[Stored entries]
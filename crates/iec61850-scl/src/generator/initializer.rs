// crates/iec61850-scl/src/generator/initializer.rs

//! Builds the body of the generated `initializeValues()` function.

use super::naming::NodeTable;
use crate::error::SclError;
use crate::lookup::ModelNode;
use crate::types::{AttributeType, Diagnostic, DataAttribute};
use crate::values::DataModelValue;
use log::warn;
use std::fmt::Write;

/// Returns one assignment block per data attribute carrying a value, in
/// pre-order.
pub(super) fn write_initializers(
    table: &NodeTable<'_>,
    initialize_once: bool,
    diagnostics: &mut Vec<Diagnostic>,
) -> Result<String, SclError> {
    let mut out = String::new();
    for named in &table.nodes {
        let ModelNode::DataAttribute(da) = named.node else {
            continue;
        };
        let Some(value) = &da.value else {
            continue;
        };
        let Some(statements) = value_statements(&named.symbol, da, value)? else {
            let message = format!(
                "value {:?} cannot initialize an attribute of type {}",
                value, da.attribute_type
            );
            warn!("{}: {}", named.symbol, message);
            diagnostics.push(Diagnostic::new(named.symbol.clone(), message));
            continue;
        };

        out.push('\n');
        if initialize_once {
            writeln!(out, "if ({}.mmsValue == NULL) {{", named.symbol)?;
        }
        out.push_str(&statements);
        if initialize_once {
            out.push_str("}\n");
        }
    }
    Ok(out)
}

/// C statements assigning `value` to `<symbol>.mmsValue`, or `None` when
/// the value does not fit the attribute type.
fn value_statements(
    symbol: &str,
    da: &DataAttribute,
    value: &DataModelValue,
) -> Result<Option<String>, SclError> {
    let mut out = String::new();
    let t = da.attribute_type;
    match value {
        DataModelValue::Ordinal(ord) if t == AttributeType::Enumerated => {
            writeln!(out, "{}.mmsValue = MmsValue_newIntegerFromInt32({});", symbol, ord)?;
        }
        DataModelValue::Ordinal(ord) if t == AttributeType::CodedEnum => {
            writeln!(out, "{}.mmsValue = MmsValue_newBitString(2);", symbol)?;
            writeln!(
                out,
                "MmsValue_setBitStringFromIntegerBigEndian({}.mmsValue, {});",
                symbol, ord
            )?;
        }
        DataModelValue::Integer(v) if matches!(t, AttributeType::Int64 | AttributeType::Int128) => {
            writeln!(out, "{}.mmsValue = MmsValue_newIntegerFromInt64({});", symbol, v)?;
        }
        DataModelValue::Integer(v) if t.is_signed_integer() => {
            writeln!(out, "{}.mmsValue = MmsValue_newIntegerFromInt32({});", symbol, v)?;
        }
        DataModelValue::Unsigned(v) if t.is_unsigned_integer() => {
            writeln!(out, "{}.mmsValue = MmsValue_newUnsignedFromUint32({});", symbol, v)?;
        }
        DataModelValue::Boolean(b) if t == AttributeType::Boolean => {
            writeln!(out, "{}.mmsValue = MmsValue_newBoolean({});", symbol, b)?;
        }
        DataModelValue::Float32(v) if t == AttributeType::Float32 => {
            writeln!(out, "{}.mmsValue = MmsValue_newFloat({:?});", symbol, v)?;
        }
        DataModelValue::Float64(v) if t == AttributeType::Float64 => {
            writeln!(out, "{}.mmsValue = MmsValue_newDouble({:?});", symbol, v)?;
        }
        DataModelValue::Text(s) if t == AttributeType::UnicodeString255 => {
            writeln!(out, "{}.mmsValue = MmsValue_newMmsString(\"{}\");", symbol, c_escape(s))?;
        }
        DataModelValue::Text(s) if t.is_visible_string() || t == AttributeType::Currency => {
            writeln!(
                out,
                "{}.mmsValue = MmsValue_newVisibleString(\"{}\");",
                symbol,
                c_escape(s)
            )?;
        }
        DataModelValue::Bytes(bytes) if t == AttributeType::OctetString64 => {
            writeln!(out, "{}.mmsValue = MmsValue_newOctetString(0, 64);", symbol)?;
            if !bytes.is_empty() {
                let octets: Vec<String> = bytes.iter().map(|b| format!("0x{:02X}", b)).collect();
                writeln!(out, "uint8_t {}__val[] = {{{}}};", symbol, octets.join(", "))?;
                writeln!(
                    out,
                    "MmsValue_setOctetString({0}.mmsValue, {0}__val, {1});",
                    symbol,
                    bytes.len()
                )?;
            }
        }
        DataModelValue::EpochMillis(ms) if t == AttributeType::Timestamp => {
            writeln!(out, "{}.mmsValue = MmsValue_newUtcTimeByMsTime({});", symbol, ms)?;
        }
        DataModelValue::EpochMillis(ms) if t == AttributeType::EntryTime => {
            writeln!(out, "{}.mmsValue = MmsValue_newBinaryTime(false);", symbol)?;
            writeln!(out, "MmsValue_setBinaryTime({}.mmsValue, {});", symbol, ms)?;
        }
        _ => return Ok(None),
    }
    Ok(Some(out))
}

/// Escapes a string for use inside a C string literal.
pub(super) fn c_escape(s: &str) -> String {
    let mut out = String::with_capacity(s.len());
    for c in s.chars() {
        match c {
            '\\' => out.push_str("\\\\"),
            '"' => out.push_str("\\\""),
            '\n' => out.push_str("\\n"),
            '\r' => out.push_str("\\r"),
            '\t' => out.push_str("\\t"),
            c => out.push(c),
        }
    }
    out
}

Instructions for the task:
Pull out all lines from the entries above that include the word "Some".

Task solution:
        let Some(value) = &da.value else {
        let Some(statements) = value_statements(&named.symbol, da, value)? else {
    Ok(Some(out))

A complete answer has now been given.